GOAL OF THE EXERCISE
Begin at the line that contains "Some(*first)" and repeat every line from there to the end of the records below, inclusive, without adding any other line.

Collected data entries
::::::::::
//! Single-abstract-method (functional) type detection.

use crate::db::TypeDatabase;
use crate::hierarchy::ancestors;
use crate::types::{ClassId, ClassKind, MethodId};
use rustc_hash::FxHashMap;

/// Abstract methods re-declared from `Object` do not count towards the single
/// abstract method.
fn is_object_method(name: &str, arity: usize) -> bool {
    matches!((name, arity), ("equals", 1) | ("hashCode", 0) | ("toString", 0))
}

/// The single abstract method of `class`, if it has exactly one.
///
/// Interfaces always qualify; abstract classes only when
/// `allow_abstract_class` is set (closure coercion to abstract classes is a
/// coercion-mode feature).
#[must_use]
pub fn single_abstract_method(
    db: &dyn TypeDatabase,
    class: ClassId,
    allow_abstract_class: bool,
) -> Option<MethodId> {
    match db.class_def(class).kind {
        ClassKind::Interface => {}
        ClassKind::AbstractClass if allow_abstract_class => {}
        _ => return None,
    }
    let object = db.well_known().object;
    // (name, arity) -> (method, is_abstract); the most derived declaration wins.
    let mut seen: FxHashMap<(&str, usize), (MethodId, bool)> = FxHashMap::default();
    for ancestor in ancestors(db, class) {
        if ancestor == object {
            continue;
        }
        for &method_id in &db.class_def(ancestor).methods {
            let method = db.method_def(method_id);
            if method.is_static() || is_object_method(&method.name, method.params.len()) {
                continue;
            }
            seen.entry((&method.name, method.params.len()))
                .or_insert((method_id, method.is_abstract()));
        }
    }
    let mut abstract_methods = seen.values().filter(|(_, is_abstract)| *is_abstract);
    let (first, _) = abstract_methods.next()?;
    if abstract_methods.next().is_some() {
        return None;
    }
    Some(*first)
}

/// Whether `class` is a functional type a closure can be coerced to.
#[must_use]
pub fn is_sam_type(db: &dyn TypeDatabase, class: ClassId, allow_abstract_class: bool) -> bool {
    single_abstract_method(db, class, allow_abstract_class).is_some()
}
::::::::::
EXERCISE SOLUTION
    Some(*first)
}

/// Whether `class` is a functional type a closure can be coerced to.
#[must_use]
pub fn is_sam_type(db: &dyn TypeDatabase, class: ClassId, allow_abstract_class: bool) -> bool {
    single_abstract_method(db, class, allow_abstract_class).is_some()
}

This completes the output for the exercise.